Norbert Schneider, Lotte Thiel
Rz. 332
Wird der Antrag auf vorzeitigen Zugewinnausgleich gestellt, bevor der Scheidungsantrag rechtshängig war oder wird ein Scheidungsantrag gar nicht gestellt, so ist für die Berechnung des Endvermögens anstelle der Rechtshängigkeit des Scheidungsantrags jetzt der Zeitpunkt der Rechtshängigkeit des Aufhebungsantrags maßgebend (§ 1387 BGB).
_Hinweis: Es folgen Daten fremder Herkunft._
impl TiledImage {
    // ---- construction -------------------------------------------------------

    /// Create an empty (fully transparent) tiled image.
    pub fn new(width: u32, height: u32) -> Self {
        let (width, height) = if (width as u64) * (height as u64) > MAX_PIXELS {
            crate::log_warn!("TiledImage::new: {}x{} exceeds the pixel limit, clamped to 1x1", width, height);
            (1, 1)
        } else {
            (width.max(1), height.max(1))
        };
        let chunks_per_row = width.div_ceil(CHUNK_SIZE);
        let chunks_per_col = height.div_ceil(CHUNK_SIZE);
        Self {
            width,
            height,
            chunks_per_row,
            chunks: vec![None; (chunks_per_row * chunks_per_col) as usize],
        }
    }

    /// Image with every pixel set to `color`. A transparent fill costs nothing.
    pub fn new_filled(width: u32, height: u32, color: Rgba<u8>) -> Self {
        let mut img = Self::new(width, height);
        if color[3] > 0 {
            img.fill(color);
        }
        img
    }

    /// Import from a flat `RgbaImage`. Only chunks with visible content are
    /// stored; conversion runs in parallel.
    pub fn from_rgba_image(src: &RgbaImage) -> Self {
        let mut img = Self::new(src.width(), src.height());
        if img.width != src.width() || img.height != src.height() {
            return img;
        }
        let (width, height) = (img.width, img.height);
        let cpr = img.chunks_per_row;
        let raw = src.as_raw();

        let converted: Vec<(usize, Option<Arc<RgbaImage>>)> = (0..img.chunks.len())
            .into_par_iter()
            .map(|flat| {
                let base_x = (flat as u32 % cpr) * CHUNK_SIZE;
                let base_y = (flat as u32 / cpr) * CHUNK_SIZE;
                let cw = CHUNK_SIZE.min(width - base_x) as usize;
                let ch = CHUNK_SIZE.min(height - base_y);
                let stride = CHUNK_SIZE as usize * 4;
                let mut data = vec![0u8; stride * CHUNK_SIZE as usize];
                let mut visible = false;

                for ly in 0..ch {
                    let src_start = ((base_y + ly) * width + base_x) as usize * 4;
                    let dst_start = ly as usize * stride;
                    let row = &raw[src_start..src_start + cw * 4];
                    visible |= row.chunks_exact(4).any(|px| px[3] != 0);
                    data[dst_start..dst_start + cw * 4].copy_from_slice(row);
                }

                let chunk = if visible {
                    RgbaImage::from_raw(CHUNK_SIZE, CHUNK_SIZE, data).map(Arc::new)
                } else {
                    None
                };
                (flat, chunk)
            })
            .collect();

        for (flat, chunk) in converted {
            img.chunks[flat] = chunk;
        }
        img
    }

    /// Flatten into a contiguous `RgbaImage`.
    pub fn to_rgba_image(&self) -> RgbaImage {
        self.read_region(PixelRect::new(0, 0, self.width, self.height))
    }

    /// Copy of this image placed at `(dx, dy)` inside a new `width × height`
    /// buffer. Pixels falling outside the new bounds are dropped.
    pub fn with_canvas(&self, width: u32, height: u32, dx: i32, dy: i32) -> Self {
        let mut out = Self::new(width, height);
        for (cx, cy) in self.chunk_keys() {
            if let Some(chunk) = self.get_chunk(cx, cy) {
                out.write_region(
                    (cx * CHUNK_SIZE) as i32 + dx,
                    (cy * CHUNK_SIZE) as i32 + dy,
                    &self.clip_chunk(cx, cy, chunk),
                );
            }
        }
        out
    }

    /// Chunk contents trimmed to the image bounds (edge chunks are padded).
    fn clip_chunk(&self, cx: u32, cy: u32, chunk: &RgbaImage) -> RgbaImage {
        let w = CHUNK_SIZE.min(self.width - cx * CHUNK_SIZE);
        let h = CHUNK_SIZE.min(self.height - cy * CHUNK_SIZE);
        if w == CHUNK_SIZE && h == CHUNK_SIZE {
            return chunk.clone();
        }
        image::imageops::crop_imm(chunk, 0, 0, w, h).to_image()
    }

    // ---- indexing helpers ----------------------------------------------------

    #[inline(always)]
    fn flat_index(&self, cx: u32, cy: u32) -> usize {
        (cy * self.chunks_per_row + cx) as usize
    }

    #[inline(always)]
    fn chunk_coord(x: u32, y: u32) -> (u32, u32) {
        (x / CHUNK_SIZE, y / CHUNK_SIZE)
    }

    #[inline(always)]
    fn local(x: u32, y: u32) -> (u32, u32) {
        (x % CHUNK_SIZE, y % CHUNK_SIZE)
    }

    // ---- pixel access -------------------------------------------------------

    /// Read a pixel (returns `&TRANSPARENT_PIXEL` outside the image or for missing chunks).
    #[inline]
    pub fn get_pixel(&self, x: u32, y: u32) -> &Rgba<u8> {
        if x >= self.width || y >= self.height {
            return &TRANSPARENT_PIXEL;
        }
        let (cx, cy) = Self::chunk_coord(x, y);
        let (lx, ly) = Self::local(x, y);
        self.chunks[self.flat_index(cx, cy)]
            .as_ref()
            .map(|c| c.get_pixel(lx, ly))
            .unwrap_or(&TRANSPARENT_PIXEL)
    }

    /// Signed variant of [`get_pixel`](Self::get_pixel) for layer-relative lookups.
    #[inline]
    pub fn get_pixel_signed(&self, x: i32, y: i32) -> Rgba<u8> {
        if x < 0 || y < 0 {
            return TRANSPARENT_PIXEL;
        }
        *self.get_pixel(x as u32, y as u32)
    }

    /// Write a pixel (creates the chunk on demand, COW-clones if shared).
    #[inline]
    pub fn put_pixel(&mut self, x: u32, y: u32, pixel: Rgba<u8>) {
        if x >= self.width || y >= self.height {
            return;
        }
        let (cx, cy) = Self::chunk_coord(x, y);
        let (lx, ly) = Self::local(x, y);
        let idx = self.flat_index(cx, cy);
        let arc = self.chunks[idx].get_or_insert_with(|| Arc::new(RgbaImage::new(CHUNK_SIZE, CHUNK_SIZE)));
        Arc::make_mut(arc).put_pixel(lx, ly, pixel);
    }

    /// Read-only access to a chunk (if it exists).
    pub fn get_chunk(&self, cx: u32, cy: u32) -> Option<&RgbaImage> {
        if cx >= self.chunks_per_row {
            return None;
        }
        self.chunks.get(self.flat_index(cx, cy)).and_then(|c| c.as_deref())
    }

    /// Place a fully-built chunk at the given chunk coordinate.
    pub fn set_chunk(&mut self, cx: u32, cy: u32, chunk: RgbaImage) {
        if cx >= self.chunks_per_row {
            return;
        }
        let idx = self.flat_index(cx, cy);
        if let Some(slot) = self.chunks.get_mut(idx) {
            *slot = Some(Arc::new(chunk));
        }
    }

    /// Iterator over populated chunk coordinates.
    pub fn chunk_keys(&self) -> impl Iterator<Item = (u32, u32)> + '_ {
        let cpr = self.chunks_per_row;
        self.chunks
            .iter()
            .enumerate()
            .filter(|(_, slot)| slot.is_some())
            .map(move |(i, _)| ((i as u32) % cpr, (i as u32) / cpr))
    }

    /// Number of populated chunks.
    pub fn chunk_count(&self) -> usize {
        self.chunks.iter().filter(|c| c.is_some()).count()
    }

    // ---- region access -------------------------------------------------------

    /// Copy a sub-rectangle out as a tightly packed block. Only chunks that
    /// overlap the rectangle are visited; the parts outside the image stay
    /// transparent.
    pub fn read_region(&self, rect: PixelRect) -> RgbaImage {
        let mut out = RgbaImage::new(rect.width, rect.height);
        let clipped = rect.intersect(&PixelRect::new(0, 0, self.width, self.height));
        if clipped.is_empty() {
            return out;
        }

        let (x0, y0) = (clipped.x as u32, clipped.y as u32);
        let (x1, y1) = (x0 + clipped.width, y0 + clipped.height);
        let out_stride = rect.width as usize * 4;
        let dst: &mut [u8] = &mut out;

        for cy in y0 / CHUNK_SIZE..y1.div_ceil(CHUNK_SIZE) {
            for cx in x0 / CHUNK_SIZE..x1.div_ceil(CHUNK_SIZE) {
                let Some(chunk) = self.get_chunk(cx, cy) else { continue };
                let (bx, by) = (cx * CHUNK_SIZE, cy * CHUNK_SIZE);
                let (ox0, ox1) = (x0.max(bx), x1.min(bx + CHUNK_SIZE));
                let run = (ox1 - ox0) as usize * 4;
                let raw = chunk.as_raw();

                for gy in y0.max(by)..y1.min(by + CHUNK_SIZE) {
                    let src = (((gy - by) * CHUNK_SIZE + (ox0 - bx)) as usize) * 4;
                    let dx = (ox0 as i64 - rect.x as i64) as usize;
                    let dy = (gy as i64 - rect.y as i64) as usize;
                    let d = dy * out_stride + dx * 4;
                    dst[d..d + run].copy_from_slice(&raw[src..src + run]);
                }
            }
        }
        out
    }

    /// Write a block with its top-left corner at `(x, y)`. Unlike a blit,
    /// transparent pixels overwrite existing content, which is what a
    /// restore from backup needs. Fully transparent runs into missing chunks
    /// are skipped.
    pub fn write_region(&mut self, x: i32, y: i32, block: &RgbaImage) {
        let target = PixelRect::new(x, y, block.width(), block.height())
            .intersect(&PixelRect::new(0, 0, self.width, self.height));
        if target.is_empty() {
            return;
        }
        let src_raw = block.as_raw();
        let src_stride = block.width() as usize * 4;

        for gy in target.y as u32..target.bottom() as u32 {
            let sy = (gy as i64 - y as i64) as usize;
            let mut gx = target.x as u32;
            let end_x = target.right() as u32;
            while gx < end_x {
                let (cx, cy) = Self::chunk_coord(gx, gy);
                let (lx, ly) = Self::local(gx, gy);
                let run = (CHUNK_SIZE - lx).min(end_x - gx);
                let sx = (gx as i64 - x as i64) as usize;
                let src_off = sy * src_stride + sx * 4;
                let bytes = &src_raw[src_off..src_off + run as usize * 4];

                let idx = self.flat_index(cx, cy);
                let has_content = bytes.chunks_exact(4).any(|px| px[3] != 0);
                if self.chunks[idx].is_some() || has_content {
                    let arc = self.chunks[idx]
                        .get_or_insert_with(|| Arc::new(RgbaImage::new(CHUNK_SIZE, CHUNK_SIZE)));
                    let chunk: &mut [u8] = &mut **Arc::make_mut(arc);
                    let dst_off = (ly * CHUNK_SIZE + lx) as usize * 4;
                    chunk[dst_off..dst_off + bytes.len()].copy_from_slice(bytes);
                }
                gx += run;
            }
        }
    }

    // ---- bulk operations ----------------------------------------------------

    /// Fill every pixel with `color`.
    pub fn fill(&mut self, color: Rgba<u8>) {
        for slot in &mut self.chunks {
            let arc = slot.get_or_insert_with(|| Arc::new(RgbaImage::new(CHUNK_SIZE, CHUNK_SIZE)));
            for pixel in Arc::make_mut(arc).pixels_mut() {
                *pixel = color;
            }
        }
    }

    /// Drop all chunks (make the image fully transparent).
    pub fn clear(&mut self) {
        self.chunks.iter_mut().for_each(|slot| *slot = None);
    }

    pub fn width(&self) -> u32 {
        self.width
    }

    pub fn height(&self) -> u32 {
        self.height
    }

    /// Approximate memory usage in bytes.
    /// Chunks shared with another image (e.g. an undo snapshot) are counted
    /// at pointer cost, since the pixel data is paid for elsewhere.
    pub fn memory_bytes(&self) -> usize {
        let chunk_bytes = (CHUNK_SIZE * CHUNK_SIZE * 4) as usize;
        self.chunks
            .iter()
            .flatten()
            .map(|arc| {
                if Arc::strong_count(arc) == 1 {
                    chunk_bytes
                } else {
                    std::mem::size_of::<usize>() * 2
                }
            })
            .sum()
    }

    /// Whether both images hold the same pixels (missing chunks compare as transparent).
    pub fn same_pixels(&self, other: &TiledImage) -> bool {
        self.width == other.width && self.height == other.height && self.to_rgba_image() == other.to_rgba_image()
    }
}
Wird später noch der Scheidungsantrag eingereicht, ändert dies nichts daran, dass der frühere Zeitpunkt der Einreichung des Aufhebungsantrags für die Berechnung des Endvermögens maßgebend bleibt.
Rz. 333
Das Interesse des Antragstellers im Falle des vorzeitigen Zugewinnausgleichs besteht also in diesem Fall nicht nur darin, den Zugewinnausgleich früher als erst bei Rechtskraft der Scheidung verlangen zu können (siehe Rdn 330), sondern auch darin, dass sich der Zugewinnausgleich nunmehr zu einem früheren Zeitpunkt berechnet. Beide Aspekte sind bei der Wertfestsetzung jetzt zu berücksichtigen.
Rz. 334
Das Vorfälligkeitsinteresse ist wie Rdn 330 zu bewerten.
Rz. 335
Das Interesse an einem anderen Endvermögensstichtag ist zusätzlich zu bewerten. Es ist danach zu fragen, mit welchem Zugewinn nach dem früheren Stichtag des Aufhebungsverfahrens zu rechnen ist und mit welchem Zugewinnausgleich zum späteren Zeitpunkt der Zustellung des Scheidungsantrags zu rechnen gewesen wäre. Zwischen diesen beiden Zeitpunkten können sich erhebliche Unterschiede ergeben, nämlich dann, wenn der Ausgleichsverpflichtete zwischenzeitlich Vermögen verliert. Das können zum einen zu berücksichtigende Vermögensverluste sein, aber auch illoyale Vermögensverschiebungen. Zwar sind diese für den Zugewinnausgleich u.U. irrelevant, allerdings nur, wenn der Ausgleichsberechtigte die Benachteiligungsabsicht beweisen kann. Veränderungen können sich auch daraus ergeben, dass der Ausgleichsberechtigte Vermögen hinzuerwirbt (z.B. einen Lottogewinn) und sich damit der Ausgleichsanspruch reduziert oder – schlimmstenfalls – in eine Ausgleichspflicht wandelt.
Rz. 336
Das Problem in der Praxis dürfte allerdings darin liegen, dass sich in den meisten Fällen keine Anhaltspunkte für eine solche Differenzberechnung ergeben. Der sich aufgrund der vorzeitigen Beendigung der Zugewinngemeinschaft ergebende Ausgleichsanspruch wird sich in der Regel noch überschlägig ermitteln lassen. Es wird aber kaum feststellbar sein, mit welchem geringeren eigenen Anspruch oder mit welcher höheren Zahlungspflicht der antragstellende Ehegatte zu rechnen hat, wenn der Zugewinn erst auf den späteren Zeitpunkt der Einreichung des Scheidungsantrags berechnet wird. Zum einen steht nämlich noch gar nicht fest, ob und wann der Scheidungsantrag eingereicht werden wird. Darüber hinaus steht ebenso wenig fest, wie hoch der Zugewinnausgleichsanspruch in diesem Falle ausfallen wird. Daher dürfte hier – wie von der überwiegenden Rechtsprechung angenommen – mangels greifbarer Anhaltspunkte grundsätzlich vom Auffangwert des § 42 Abs. 3 FamGKG in Höhe von 5.000,00 EUR auszugehen sein.
Rz. 337
Die Rechtsprechung des BGH, grundsätzlich ein Viertel des zu erwartenden Zugewinnausgleichsanspruchs anzunehmen, erscheint dagegen willkürlich. Es gibt keinen Erfahrungsgrundsatz, dass der vorzeitige Zugewinnausgleichsanspruch gegenüber einem späteren Zugewinnausgleichsanspruch anlässlich der Ehescheidung um 25 % höher ausfällt.